Uriel avait passé la journée à zigzaguer d’un bar à l’autre de la Canebière. Alors qu’il buvait un dernier whisky avant de rejoindre son voilier qui lui faisait office d’habitation, le miroir des toilettes où il s’était réfugié pour vomir toute la misère de sa vie, lui renvoya un reflet étrange. Il se retourna brusquement. Personne. Son regard alors se dirigea à nouveau vers le miroir où il vit le visage d’un jeune homme aux cheveux bruns et à la barbe mal rasée. Saletés de souvenirs – marmonna-t-il d’une voix rauque et presque inaudible. Foutez le camp ! Foutez-moi la paix ! Il s’assit sur la cuvette des WC, bouleversé, fatigué. A 40 ans, cet homme là était déjà usé. Par l’alcool. Par la vie. Les femmes aussi. Et puis finalement, par la mer.
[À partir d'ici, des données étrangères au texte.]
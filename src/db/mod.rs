pub mod pool;

use sqlx::SqlitePool;

use crate::error::Result;

pub use pool::create_pool;

/// Database handle type (cheaply cloneable pool)
pub type Db = SqlitePool;

/// Apply the embedded migrations in `./migrations`
pub async fn run_migrations(pool: &Db) -> Result<()> {
    tracing::info!("Running database migrations...");
    sqlx::migrate!("./migrations").run(pool).await?;
    tracing::info!("Migrations complete");
    Ok(())
}
use std::net::SocketAddr;

use anyhow::Context;
use axum::http::{HeaderValue, Method};
use tower_http::cors::{Any, CorsLayer};
use tracing_subscriber::{layer::SubscriberExt, util::SubscriberInitExt};

use drone_inventory::{create_pool, routes, run_migrations, AppState, Config};

#[tokio::main]
async fn main() -> anyhow::Result<()> {
    // Initialize tracing
    tracing_subscriber::registry()
        .with(
            tracing_subscriber::EnvFilter::try_from_default_env()
                .unwrap_or_else(|_| "drone_inventory=info,tower_http=debug".into()),
        )
        .with(tracing_subscriber::fmt::layer())
        .init();

    tracing::info!("Starting Drone Inventory Server...");

    // Load configuration
    let config = Config::from_env().map_err(|e| anyhow::anyhow!(e))?;

    tracing::info!(
        "Environment: {}, Server: {}",
        config.environment,
        config.server_address()
    );

    let pool = create_pool(&config.database_url)
        .await
        .context("failed to open database")?;
    run_migrations(&pool).await?;

    // Configure CORS
    let origins = config
        .allowed_origins
        .iter()
        .map(|s| s.parse::<HeaderValue>())
        .collect::<Result<Vec<_>, _>>()
        .context("invalid ALLOWED_ORIGINS entry")?;
    let cors = CorsLayer::new()
        .allow_origin(origins)
        .allow_methods([Method::GET, Method::POST, Method::PUT, Method::DELETE])
        .allow_headers(Any);

    let addr: SocketAddr = config.server_address().parse()?;
    let state = AppState::new(pool, config);
    state.accounts.warm_up().await?;
    let app = routes::router(state).layer(cors);

    tracing::info!("Server listening on {}", addr);

    let listener = tokio::net::TcpListener::bind(addr).await?;
    axum::serve(listener, app).await?;

    Ok(())
}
Nul ne pouvait penser que cet homme avait été en son temps une légende de la course au large, remportant chaque année ou presque la victoire de la Route du Rhum ou autres courses à la renommée tout aussi flamboyante.

 

Sa vie avait été toute tracée depuis sa plus tendre enfance : lorsque son père, pêcheur de profession, comprit que son métier n’était plus un métier d’avenir, il en conclut qu’il fallait miser sur quelque chose de beaucoup plus porteur pour son fils, comme le métier de skipper. Dès lors, le père ne cessa de  motiver son fils unique chaque jour que Dieu fît, l’inscrivit très tôt dans un club nautique, où il s’essaya à ses premières régates et fièrement Uriel devint ce que son père avait toujours voulu qu’il soit, un skipper de renommée. Sauf que ses parents ne le surent jamais, puisqu’ils décédèrent dans un accident très peu de temps avant la première victoire qui le rendit célèbre.
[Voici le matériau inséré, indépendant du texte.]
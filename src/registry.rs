//! Ownership Registry
//!
//! Drone records, each tied to exactly one account. Ownership is keyed on
//! the owner's immutable account id, so rotating a token never orphans
//! records.

use chrono::Utc;
use sqlx::SqliteExecutor;

use crate::db::Db;
use crate::error::{AppError, Result};
use crate::models::{Account, Drone, DroneAttributes, DroneRow, DroneView};
use crate::security::generate_drone_id;

const DRONE_COLUMNS: &str = "id, name, description, price, cam_quality, flight_time, max_speed, \
                             dimensions, weight, cost_of_prod, series, owner_id, created_at";

#[derive(Clone)]
pub struct DroneRegistry {
    db: Db,
}

impl DroneRegistry {
    pub fn new(db: Db) -> Self {
        Self { db }
    }

    /// Create a drone owned by `owner`
    pub async fn create(&self, owner: &Account, attributes: DroneAttributes) -> Result<Drone> {
        attributes.validate()?;
        let attributes = attributes.at_money_scale();

        let drone = Drone {
            id: generate_drone_id(),
            owner_id: owner.id.clone(),
            created_at: Utc::now(),
            attributes,
        };
        let a = &drone.attributes;

        sqlx::query(
            "INSERT INTO drones (id, name, description, price, cam_quality, flight_time, \
             max_speed, dimensions, weight, cost_of_prod, series, owner_id, created_at) \
             VALUES (?, ?, ?, ?, ?, ?, ?, ?, ?, ?, ?, ?, ?)",
        )
        .bind(&drone.id)
        .bind(&a.name)
        .bind(&a.description)
        .bind(a.price.to_string())
        .bind(&a.cam_quality)
        .bind(&a.flight_time)
        .bind(&a.max_speed)
        .bind(&a.dimensions)
        .bind(&a.weight)
        .bind(a.cost_of_prod.map(|d| d.to_string()))
        .bind(&a.series)
        .bind(&drone.owner_id)
        .bind(drone.created_at)
        .execute(&self.db)
        .await?;

        tracing::info!("Drone {} created for account {}", drone.id, owner.id);
        Ok(drone)
    }

    /// All drones owned by `owner`, in insertion order
    pub async fn list_for_owner(&self, owner: &Account) -> Result<Vec<Drone>> {
        let rows = sqlx::query_as::<_, DroneRow>(&format!(
            "SELECT {DRONE_COLUMNS} FROM drones WHERE owner_id = ? ORDER BY rowid"
        ))
        .bind(&owner.id)
        .fetch_all(&self.db)
        .await?;

        rows.into_iter().map(Drone::try_from).collect()
    }

    pub async fn get(&self, id: &str) -> Result<Drone> {
        fetch_drone(&self.db, id).await
    }

    /// Replace a drone's attributes; only its owner may do so
    ///
    /// The ownership check and the write are one statement.
    pub async fn update(
        &self,
        id: &str,
        owner: &Account,
        attributes: DroneAttributes,
    ) -> Result<Drone> {
        attributes.validate()?;
        let a = attributes.at_money_scale();

        let row = sqlx::query_as::<_, DroneRow>(&format!(
            "UPDATE drones SET name = ?, description = ?, price = ?, cam_quality = ?, \
             flight_time = ?, max_speed = ?, dimensions = ?, weight = ?, cost_of_prod = ?, \
             series = ? WHERE id = ? AND owner_id = ? RETURNING {DRONE_COLUMNS}"
        ))
        .bind(&a.name)
        .bind(&a.description)
        .bind(a.price.to_string())
        .bind(&a.cam_quality)
        .bind(&a.flight_time)
        .bind(&a.max_speed)
        .bind(&a.dimensions)
        .bind(&a.weight)
        .bind(a.cost_of_prod.map(|d| d.to_string()))
        .bind(&a.series)
        .bind(id)
        .bind(&owner.id)
        .fetch_optional(&self.db)
        .await?;

        let Some(row) = row else {
            return Err(self.explain_miss(id, owner).await);
        };

        tracing::info!("Drone {} updated by account {}", id, owner.id);
        Drone::try_from(row)
    }

    /// Delete a drone; only its owner may do so
    pub async fn delete(&self, id: &str, owner: &Account) -> Result<()> {
        let deleted = sqlx::query("DELETE FROM drones WHERE id = ? AND owner_id = ?")
            .bind(id)
            .bind(&owner.id)
            .execute(&self.db)
            .await?
            .rows_affected();

        if deleted == 0 {
            return Err(self.explain_miss(id, owner).await);
        }

        tracing::info!("Drone {} deleted by account {}", id, owner.id);
        Ok(())
    }

    /// Why a write scoped to `owner` touched no row
    async fn explain_miss(&self, id: &str, owner: &Account) -> AppError {
        match fetch_drone(&self.db, id).await {
            Ok(existing) => match ensure_owner(&existing, owner) {
                Err(e) => e,
                Ok(()) => AppError::DroneNotFound,
            },
            Err(e) => e,
        }
    }

    /// Serializable projection without owner details
    pub fn to_public_view(record: &Drone) -> DroneView {
        record.to_public_view()
    }
}

async fn fetch_drone<'e, E: SqliteExecutor<'e>>(executor: E, id: &str) -> Result<Drone> {
    let row = sqlx::query_as::<_, DroneRow>(&format!(
        "SELECT {DRONE_COLUMNS} FROM drones WHERE id = ?"
    ))
    .bind(id)
    .fetch_optional(executor)
    .await?
    .ok_or(AppError::DroneNotFound)?;

    Drone::try_from(row)
}

fn ensure_owner(drone: &Drone, owner: &Account) -> Result<()> {
    if drone.owner_id != owner.id {
        tracing::warn!(
            "Account {} attempted to modify drone {} it does not own",
            owner.id,
            drone.id
        );
        return Err(AppError::PermissionDenied);
    }
    Ok(())
}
Quand il n’était pas en tête de course sur son bateau à affronter les caprices des océans, il donnait des interview sous le feu des projecteurs, courait après les filles, était invité dans des tas de meeting sportifs, etc.. Malgré tout Uriel restait un homme libre, épris de liberté dans ses choix de vie. Il impressionnait les foules. Costaud, baraqué, dégageant une force intérieure à la fois physique et mentale, sa stature en imposait. Sur son bateau, il forçait le respect de ses coéquipiers. Sur la terre, il jouissait de la vie et de ce que lui apportait la célébrité. Cela dura un certain temps. Jusqu’à l’accident.

Paulo, son unique et vrai ami, était aussi l’un de ses coéquipiers. Ce sicilien d’origine, toujours mal rasé, l’accompagnait partout. Parfois il leur arrivait même de partager les mêmes filles ! Unis comme les doigts de la main, ils savouraient ensemble leurs victoires successives, leurs angoisses, leurs fou rires, tout. Jusqu’au jour où la mer en décida autrement et engloutit le corps de Paulo à jamais. Ce fut la dernière compétition à laquelle participa Uriel et, à partir de ce jour là, plus rien ne fut pareil. Il entama une longue descente aux enfers. L’alcool, la drogue, la solitude devinrent ses nouveaux amis. Et les feux des projecteurs s’éteignirent, le laissant dans une nuit froide et ténébreuse.

Uriel regarda à nouveau le miroir. Son visage buriné était grave. Des larmes pointaient. Il fit couler l’eau du lavabo et s’en aspergea le visage violemment, comme un naufragé en pleine mer.